Start of EXERCISE DATA

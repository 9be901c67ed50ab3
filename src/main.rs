#[tokio::main]
async fn main() {
    if let Err(e) = care_companion_lib::run().await {
        eprintln!("care-companion: {e}");
        std::process::exit(1);
    }
}
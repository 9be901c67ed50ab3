//! Dashboard push channel.
//!
//! Connection lifecycle:
//! 1. Client opens `GET /api/ws/health-data`
//! 2. Connection registers a bounded channel with the [`ConnectionHub`]
//!    and immediately receives the current progress payload
//! 3. Every broadcast tick arrives through the hub
//! 4. Incoming text frames are ignored (keep-alive); close, error, or a
//!    dropped channel end the connection and unregister it
//!
//! [`ConnectionHub`]: crate::broadcast::ConnectionHub

use std::sync::Arc;

use axum::extract::ws::{Message, WebSocket, WebSocketUpgrade};
use axum::extract::State;
use axum::response::IntoResponse;
use futures_util::{SinkExt, StreamExt};
use tokio::sync::mpsc;

use crate::api::types::ApiContext;
use crate::broadcast::hub::CHANNEL_CAPACITY;
use crate::broadcast::build_payload;
use crate::core_state::CoreState;

/// WebSocket upgrade handler.
pub async fn ws_upgrade(ws: WebSocketUpgrade, State(ctx): State<ApiContext>) -> impl IntoResponse {
    let core = ctx.core.clone();
    ws.on_upgrade(move |socket| handle_ws(socket, core))
}

/// Spawns a writer task (hub channel → socket), then reads until the
/// client goes away or the hub drops the channel.
async fn handle_ws(socket: WebSocket, core: Arc<CoreState>) {
    let (ws_sink, mut ws_stream) = socket.split();
    let (tx, mut rx) = mpsc::channel::<String>(CHANNEL_CAPACITY);
    let id = core.hub().register(tx);

    let mut writer = tokio::spawn(async move {
        let mut sink = ws_sink;
        while let Some(text) = rx.recv().await {
            if sink.send(Message::Text(text)).await.is_err() {
                break;
            }
        }
        let _ = sink.close().await;
    });

    // Current state right away, so a new dashboard doesn't wait a tick.
    match serde_json::to_string(&build_payload(&core.patient().snapshot())) {
        Ok(json) => {
            core.hub().send_to(&id, json);
        }
        Err(e) => tracing::error!(error = %e, "Failed to serialize initial payload"),
    }

    let mut writer_finished = false;
    loop {
        tokio::select! {
            msg = ws_stream.next() => {
                match msg {
                    Some(Ok(Message::Close(_))) | None => break,
                    Some(Err(e)) => {
                        tracing::debug!(recipient = %id, error = %e, "WebSocket read error");
                        break;
                    }
                    _ => {} // keep-alive text, binary, ping/pong
                }
            }
            _ = &mut writer => {
                writer_finished = true;
                break;
            }
        }
    }

    // Unregister drops the hub's sender, which ends the writer task.
    core.hub().unregister(&id);
    if !writer_finished {
        let _ = writer.await;
    }
}
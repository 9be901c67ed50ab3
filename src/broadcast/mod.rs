//! Periodic progress broadcast.
//!
//! [`ConnectionHub`] fans one JSON payload out to every open dashboard
//! connection; [`start_broadcast_loop`] scores the patient snapshot on a
//! fixed cadence and hands the result to the hub.

pub mod hub;
pub mod ticker;

pub use hub::ConnectionHub;
pub use ticker::{build_payload, run_tick, start_broadcast_loop, BroadcastHandle, ProgressPayload};
use std::net::SocketAddr;
use std::path::PathBuf;
use std::time::Duration;

use thiserror::Error;

/// Application-level constants
pub const APP_NAME: &str = "CareCompanion";
pub const APP_VERSION: &str = env!("CARGO_PKG_VERSION");

/// Default listen address for the REST + WebSocket server.
pub const DEFAULT_BIND_ADDR: &str = "0.0.0.0:8000";

/// Default SQLite file, relative to the working directory.
pub const DEFAULT_DB_PATH: &str = "./care_companion.db";

/// Broadcast cadence for the progress score push channel.
pub const DEFAULT_TICK_MS: u64 = 2000;

pub const DEFAULT_GEMINI_MODEL: &str = "gemini-1.5-flash";
pub const DEFAULT_GEMINI_BASE_URL: &str = "https://generativelanguage.googleapis.com";

// Environment variable names
pub const ENV_BIND: &str = "CARE_COMPANION_BIND";
pub const ENV_DB: &str = "CARE_COMPANION_DB";
pub const ENV_TICK_MS: &str = "CARE_COMPANION_TICK_MS";
pub const ENV_API_KEY: &str = "GOOGLE_API_KEY";
pub const ENV_MODEL: &str = "GEMINI_MODEL";
pub const ENV_BASE_URL: &str = "GEMINI_BASE_URL";

/// Log filter used when `RUST_LOG` is not set.
pub fn default_log_filter() -> &'static str {
    "info,care_companion_lib=debug,tower_http=info"
}

#[derive(Error, Debug, PartialEq)]
pub enum ConfigError {
    #[error("Invalid value for {var}: {value} ({reason})")]
    InvalidValue {
        var: &'static str,
        value: String,
        reason: String,
    },
}

/// Classifier backend settings. `api_key == None` means the classifier
/// runs in fallback-only mode.
#[derive(Debug, Clone, PartialEq)]
pub struct ClassifierConfig {
    pub api_key: Option<String>,
    pub model: String,
    pub base_url: String,
}

/// Runtime configuration, resolved once at startup.
#[derive(Debug, Clone, PartialEq)]
pub struct ServerConfig {
    pub bind_addr: SocketAddr,
    pub db_path: PathBuf,
    pub tick_period: Duration,
    pub classifier: ClassifierConfig,
}

impl ServerConfig {
    /// Read configuration from the process environment.
    pub fn from_env() -> Result<Self, ConfigError> {
        Self::from_lookup(|name| std::env::var(name).ok())
    }

    /// Resolve configuration from an arbitrary variable lookup.
    ///
    /// Empty values are treated as unset.
    pub fn from_lookup<F>(lookup: F) -> Result<Self, ConfigError>
    where
        F: Fn(&str) -> Option<String>,
    {
        let get = |name: &str| lookup(name).filter(|v| !v.trim().is_empty());

        let bind_raw = get(ENV_BIND).unwrap_or_else(|| DEFAULT_BIND_ADDR.to_string());
        let bind_addr = bind_raw
            .trim()
            .parse::<SocketAddr>()
            .map_err(|e| ConfigError::InvalidValue {
                var: ENV_BIND,
                value: bind_raw.clone(),
                reason: e.to_string(),
            })?;

        let db_path = PathBuf::from(get(ENV_DB).unwrap_or_else(|| DEFAULT_DB_PATH.to_string()));

        let tick_ms = match get(ENV_TICK_MS) {
            Some(raw) => {
                let ms = raw
                    .trim()
                    .parse::<u64>()
                    .map_err(|e| ConfigError::InvalidValue {
                        var: ENV_TICK_MS,
                        value: raw.clone(),
                        reason: e.to_string(),
                    })?;
                if ms == 0 {
                    return Err(ConfigError::InvalidValue {
                        var: ENV_TICK_MS,
                        value: raw,
                        reason: "must be greater than zero".into(),
                    });
                }
                ms
            }
            None => DEFAULT_TICK_MS,
        };

        let classifier = ClassifierConfig {
            api_key: get(ENV_API_KEY).map(|k| k.trim().to_string()),
            model: get(ENV_MODEL).unwrap_or_else(|| DEFAULT_GEMINI_MODEL.to_string()),
            base_url: get(ENV_BASE_URL)
                .unwrap_or_else(|| DEFAULT_GEMINI_BASE_URL.to_string())
                .trim_end_matches('/')
                .to_string(),
        };

        Ok(Self {
            bind_addr,
            db_path,
            tick_period: Duration::from_millis(tick_ms),
            classifier,
        })
    }
}
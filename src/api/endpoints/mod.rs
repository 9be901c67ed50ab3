//! API endpoint handlers, one module per producer or read view.

pub mod clinical;
pub mod health;
pub mod journal;
pub mod state;
pub mod symptoms;
pub mod wearable;
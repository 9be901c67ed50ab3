//! Exponential moving average for journal sentiment.

/// Weight kept by the running average on each update; the new
/// sample gets the remaining `1 / SMOOTHING_DIVISOR`.
const HISTORY_WEIGHT: f64 = 4.0;
const SMOOTHING_DIVISOR: f64 = 5.0;

/// Fold one sentiment sample into the running average.
///
/// `None` leaves the average unchanged. No clamping happens here: samples
/// are validated to `[-1, 1]` where they enter the system.
pub fn smooth_sentiment(previous: f64, sample: Option<f64>) -> f64 {
    match sample {
        Some(sample) => (previous * HISTORY_WEIGHT + sample) / SMOOTHING_DIVISOR,
        None => previous,
    }
}

#[cfg(test)]
mod tests {
    use super::*;

    #[test]
    fn first_sample_gets_one_fifth_weight() {
        assert!((smooth_sentiment(0.0, Some(1.0)) - 0.2).abs() < 1e-12);
    }

    #[test]
    fn absent_sample_is_noop() {
        assert_eq!(smooth_sentiment(0.37, None), 0.37);
    }

    #[test]
    fn value_is_a_fixed_point() {
        for x in [-1.0, -0.25, 0.0, 0.6, 1.0] {
            assert!((smooth_sentiment(x, Some(x)) - x).abs() < 1e-12);
        }
    }

    #[test]
    fn repeated_samples_converge() {
        let mut avg = -1.0;
        for _ in 0..200 {
            avg = smooth_sentiment(avg, Some(0.5));
        }
        assert!((avg - 0.5).abs() < 1e-9);
    }

    #[test]
    fn stays_in_range_for_in_range_samples() {
        let mut avg = 0.0;
        for sample in [1.0, 1.0, -1.0, 1.0, -1.0, -1.0, 1.0] {
            avg = smooth_sentiment(avg, Some(sample));
            assert!((-1.0..=1.0).contains(&avg));
        }
    }
}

End of EXERCISE DATA

◆ WHAT YOU HAVE TO DO: Return every line of the entries above that the string "struct" appears in.

◆ EXERCISE ANSWER:
pub struct ClassifierConfig {
pub struct ServerConfig {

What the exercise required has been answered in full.